* Data items:
//! LSP wire framing
//!
//! A frame is `Content-Length: N\r\n\r\n` followed by N bytes of UTF-8 JSON.
//! Header names are matched case-insensitively and unknown headers (such as
//! `Content-Type`) are ignored. No other transports are supported.

use lantern_core::prelude::*;
use serde_json::Value;
use std::io::{BufRead, Write};

/// Reads LSP frames off an arbitrary byte stream
pub struct FrameReader<R> {
  reader: R,
}

impl<R: BufRead> FrameReader<R> {
  pub fn new(reader: R) -> Self {
    Self { reader }
  }

  /// Read the next complete frame.
  ///
  /// Returns `TransportClosed` on EOF at a frame boundary and `Protocol` for
  /// malformed headers, short reads, non-UTF-8 bodies, or invalid JSON.
  pub fn read_frame(&mut self) -> Result<Value> {
    let mut content_length: Option<usize> = None;
    let mut saw_header = false;

    loop {
      let mut line = String::new();
      let n = self
        .reader
        .read_line(&mut line)
        .map_err(|e| Error::TransportClosed {
          context: format!("read error: {}", e),
        })?;
      if n == 0 {
        if saw_header {
          return Err(Error::Protocol("EOF inside frame header".to_string()));
        }
        return Err(Error::TransportClosed {
          context: "EOF at frame boundary".to_string(),
        });
      }

      let line = line.trim_end_matches(['\r', '\n']);
      if line.is_empty() {
        break;
      }
      saw_header = true;

      let Some((name, value)) = line.split_once(':') else {
        return Err(Error::Protocol(format!("malformed header line: {:?}", line)));
      };
      if name.trim().eq_ignore_ascii_case("content-length") {
        let parsed = value
          .trim()
          .parse::<usize>()
          .map_err(|_| Error::Protocol(format!("invalid Content-Length: {:?}", value.trim())))?;
        content_length = Some(parsed);
      }
      // Content-Type and anything else: ignored
    }

    let len = content_length
      .ok_or_else(|| Error::Protocol("frame header missing Content-Length".to_string()))?;

    let mut body = vec![0u8; len];
    self
      .reader
      .read_exact(&mut body)
      .map_err(|_| Error::Protocol(format!("short read: expected {} body bytes", len)))?;

    let text = std::str::from_utf8(&body)
      .map_err(|_| Error::Protocol("frame body is not valid UTF-8".to_string()))?;
    serde_json::from_str(text).map_err(|e| Error::Protocol(format!("invalid JSON body: {}", e)))
  }
}

/// Writes LSP frames onto an arbitrary byte stream
pub struct FrameWriter<W> {
  writer: W,
}

impl<W: Write> FrameWriter<W> {
  pub fn new(writer: W) -> Self {
    Self { writer }
  }

  /// Serialize one JSON value as a framed message
  pub fn write_frame(&mut self, message: &Value) -> Result<()> {
    let body = serde_json::to_string(message)?;
    let closed = |e: std::io::Error| Error::TransportClosed {
      context: format!("write failed: {}", e),
    };

    self
      .writer
      .write_all(format!("Content-Length: {}\r\n\r\n", body.len()).as_bytes())
      .map_err(closed)?;
    self.writer.write_all(body.as_bytes()).map_err(closed)?;
    self.writer.flush().map_err(closed)?;
    Ok(())
  }
}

* WHAT YOU SHOULD DO: Filtering the entries above by the word "BufRead", copy each line that matches.

* EXPECTED OUTPUT:
use std::io::{BufRead, Write};
impl<R: BufRead> FrameReader<R> {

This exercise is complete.